Tracy Noble, manager of public and government affairs for AAA Mid-Atlantic, said it was too soon to know if the national average for regular grade gasoline already peaked for the summer, pointing to ongoing refinery maintenance and the transition to summer-blend gasoline for much of the country.

“However, with the national average falling further below the year-ago price, AAA continues to predict that the national average will crest lower than recent years. In 2011 the national average for regular unleaded peaked at $3.98 on May 5. In 2012 the price peaked at $3.94 on April 5 and 6.”

The EIA shows its U.S. average for retail gasoline prices posted a high on Feb. 25 of $3.784 gallon.

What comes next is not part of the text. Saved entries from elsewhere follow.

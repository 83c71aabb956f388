//! External Module Installer (§4.8 last paragraph): the payload installer
//! backing an operator-supplied executable. The contract is purely argv,
//! stdin, stdout and exit code — one invocation per lifecycle step, with
//! `Yes`/`No` stdout answers for the two capability queries. Grounded on
//! `osutils::scripts::run_with_timeout`'s two-stage timeout (the same one
//! state scripts use) and the teacher's `dependencies.rs` "resolve then
//! invoke" subprocess shape.

use std::{
    fs,
    io::Read,
    path::PathBuf,
    time::Duration,
};

use agent_api::error::{AgentError, ErrorKind, Result};
use osutils::scripts::{self, ScriptOutput};

use super::{PayloadInstaller, PayloadType};

const DEFAULT_KILL_GRACE: Duration = Duration::from_secs(10);
const PAYLOAD_FILE_NAME: &str = "files/0000";

pub struct ModuleInstaller {
    name: String,
    module_path: PathBuf,
    work_dir: PathBuf,
    timeout: Duration,
    kill_grace: Duration,
    payload_type: PayloadType,
}

impl ModuleInstaller {
    pub fn new(name: impl Into<String>, module_path: impl Into<PathBuf>, work_dir: impl Into<PathBuf>, timeout: Duration) -> Self {
        Self::with_kill_grace(name, module_path, work_dir, timeout, DEFAULT_KILL_GRACE)
    }

    pub fn with_kill_grace(
        name: impl Into<String>,
        module_path: impl Into<PathBuf>,
        work_dir: impl Into<PathBuf>,
        timeout: Duration,
        kill_grace: Duration,
    ) -> Self {
        let name = name.into();
        ModuleInstaller {
            payload_type: PayloadType::Module(name.clone()),
            name,
            module_path: module_path.into(),
            work_dir: work_dir.into(),
            timeout,
            kill_grace,
        }
    }

    fn invoke(&self, arg: &str) -> Result<ScriptOutput> {
        scripts::run_with_timeout(&self.module_path, &[arg], self.timeout, self.kill_grace).map_err(|e| {
            AgentError::with_source(ErrorKind::Fatal, format!("module '{}' failed on {arg}", self.name), e)
        })
    }

    fn run_step(&self, arg: &str) -> Result<()> {
        let out = self.invoke(arg)?;
        if out.timed_out {
            return Err(AgentError::new(
                ErrorKind::Fatal,
                format!("module '{}' timed out on {arg}", self.name),
            ));
        }
        if !out.success() {
            return Err(AgentError::new(
                ErrorKind::Fatal,
                format!("module '{}' exited non-zero on {arg}: {}", self.name, out.stderr),
            ));
        }
        Ok(())
    }

    /// Runs a capability query; a module that doesn't understand the query
    /// (non-zero exit, or anything but an unambiguous `Yes`) answers `No`,
    /// matching the convention that unsupported commands are declined.
    fn query_yes_no(&self, arg: &str) -> bool {
        match self.invoke(arg) {
            Ok(out) if out.success() => out.stdout.trim().eq_ignore_ascii_case("yes"),
            _ => false,
        }
    }

    fn payload_path(&self) -> PathBuf {
        self.work_dir.join(PAYLOAD_FILE_NAME)
    }
}

impl PayloadInstaller for ModuleInstaller {
    fn initialize(&mut self) -> Result<()> {
        let dir = self.payload_path();
        if let Some(parent) = dir.parent() {
            fs::create_dir_all(parent)
                .map_err(|e| AgentError::with_source(ErrorKind::Io, "failed to create module work dir", e))?;
        }
        Ok(())
    }

    fn prepare_store_update(&mut self) -> Result<()> {
        Ok(())
    }

    /// Writes the payload stream to the module's well-known file location,
    /// then invokes `Download`; the module reads the file itself rather
    /// than from stdin, mirroring how real update modules are given file
    /// paths instead of a piped stream.
    fn store_update(&mut self, reader: &mut dyn Read, size: u64) -> Result<()> {
        let path = self.payload_path();
        let mut file = fs::File::create(&path)
            .map_err(|e| AgentError::with_source(ErrorKind::Io, "failed to create module payload file", e))?;
        let written = std::io::copy(reader, &mut file)
            .map_err(|e| AgentError::with_source(ErrorKind::Io, "failed to write module payload", e))?;
        file.sync_all().ok();
        if written != size {
            return Err(AgentError::new(
                ErrorKind::Fatal,
                format!("module payload stream was {written} bytes, expected {size}"),
            ));
        }
        self.run_step("Download")
    }

    fn finish_store_update(&mut self) -> Result<()> {
        Ok(())
    }

    fn install_update(&mut self) -> Result<()> {
        self.run_step("ArtifactInstall")
    }

    fn needs_reboot(&self) -> bool {
        self.query_yes_no("NeedsArtifactReboot")
    }

    fn supports_rollback(&self) -> bool {
        self.query_yes_no("SupportsRollback")
    }

    fn commit_update(&mut self) -> Result<()> {
        self.run_step("ArtifactCommit")
    }

    fn rollback(&mut self) -> Result<()> {
        self.run_step("ArtifactRollback")
    }

    fn verify_reboot(&self) -> Result<()> {
        self.invoke("ArtifactVerifyReboot").and_then(|out| {
            if out.success() {
                Ok(())
            } else {
                Err(AgentError::new(ErrorKind::Fatal, format!("module '{}' failed ArtifactVerifyReboot", self.name)))
            }
        })
    }

    fn verify_rollback_reboot(&self) -> Result<()> {
        self.invoke("ArtifactVerifyRollbackReboot").and_then(|out| {
            if out.success() {
                Ok(())
            } else {
                Err(AgentError::new(
                    ErrorKind::Fatal,
                    format!("module '{}' failed ArtifactVerifyRollbackReboot", self.name),
                ))
            }
        })
    }

    fn failure(&mut self) -> Result<()> {
        self.run_step("ArtifactFailure")
    }

    fn cleanup(&mut self) -> Result<()> {
        let result = self.run_step("Cleanup");
        let _ = fs::remove_dir_all(&self.work_dir);
        result
    }

    fn get_type(&self) -> &PayloadType {
        &self.payload_type
    }
}

#[cfg(test)]
mod tests {
    use super::*;
    use std::{fs::File, io::Write, os::unix::fs::PermissionsExt};

    fn write_module(dir: &std::path::Path, body: &str) -> PathBuf {
        let path = dir.join("module.sh");
        let mut file = File::create(&path).unwrap();
        file.write_all(body.as_bytes()).unwrap();
        let mut perms = file.metadata().unwrap().permissions();
        perms.set_mode(0o755);
        fs::set_permissions(&path, perms).unwrap();
        path
    }

    #[test]
    fn store_update_writes_payload_then_invokes_download() {
        let module_dir = tempfile::tempdir().unwrap();
        let work_dir = tempfile::tempdir().unwrap();
        let log = work_dir.path().join("calls.log");
        let module_path = write_module(
            module_dir.path(),
            &format!("#!/bin/sh\necho \"$1\" >> {}\n", log.display()),
        );

        let mut installer = ModuleInstaller::new("rootfs-image", module_path, work_dir.path(), Duration::from_secs(5));
        installer.initialize().unwrap();
        let payload = b"hello module";
        installer.store_update(&mut &payload[..], payload.len() as u64).unwrap();

        let calls = fs::read_to_string(&log).unwrap();
        assert_eq!(calls.trim(), "Download");
        let written = fs::read(installer.payload_path()).unwrap();
        assert_eq!(written, payload);
    }

    #[test]
    fn capability_query_reads_yes_no_from_stdout() {
        let module_dir = tempfile::tempdir().unwrap();
        let work_dir = tempfile::tempdir().unwrap();
        let module_path = write_module(module_dir.path(), "#!/bin/sh\necho Yes\n");

        let installer = ModuleInstaller::new("rootfs-image", module_path, work_dir.path(), Duration::from_secs(5));
        assert!(installer.supports_rollback());
        assert!(installer.needs_reboot());
    }

    #[test]
    fn unsupported_capability_query_defaults_to_no() {
        let module_dir = tempfile::tempdir().unwrap();
        let work_dir = tempfile::tempdir().unwrap();
        let module_path = write_module(module_dir.path(), "#!/bin/sh\nexit 1\n");

        let installer = ModuleInstaller::new("unknown", module_path, work_dir.path(), Duration::from_secs(5));
        assert!(!installer.supports_rollback());
    }

    #[test]
    fn timed_out_step_is_fatal() {
        let module_dir = tempfile::tempdir().unwrap();
        let work_dir = tempfile::tempdir().unwrap();
        let module_path = write_module(module_dir.path(), "#!/bin/sh\nsleep 30\n");

        let mut installer = ModuleInstaller::with_kill_grace(
            "slow",
            module_path,
            work_dir.path(),
            Duration::from_millis(50),
            Duration::from_millis(100),
        );
        let err = installer.install_update().unwrap_err();
        assert_eq!(err.kind(), &ErrorKind::Fatal);
    }
}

Wholesale gasoline costs moved higher in the majority of major US metropolitan markets during the final days of March. Meanwhile, New York Mercantile Exchange West Texas Intermediate crude futures rallied to a $97.80 a barrel 1-1/2 month high for the nearest delivered contract on April 1 before reversing lower on weaker data for manufacturing during March in both the United States and China, the world’s two largest economies and energy consumers.

About the author
Brian L. Milne is the Energy Editor for Schneider Electric—a leading business-to-business provider of real-time commodity information services among many other activities. Milne has been focused on the energy industry for 17 years as an analyst, journalist and editor. He can be reached at brian.milne@telventdtn.com.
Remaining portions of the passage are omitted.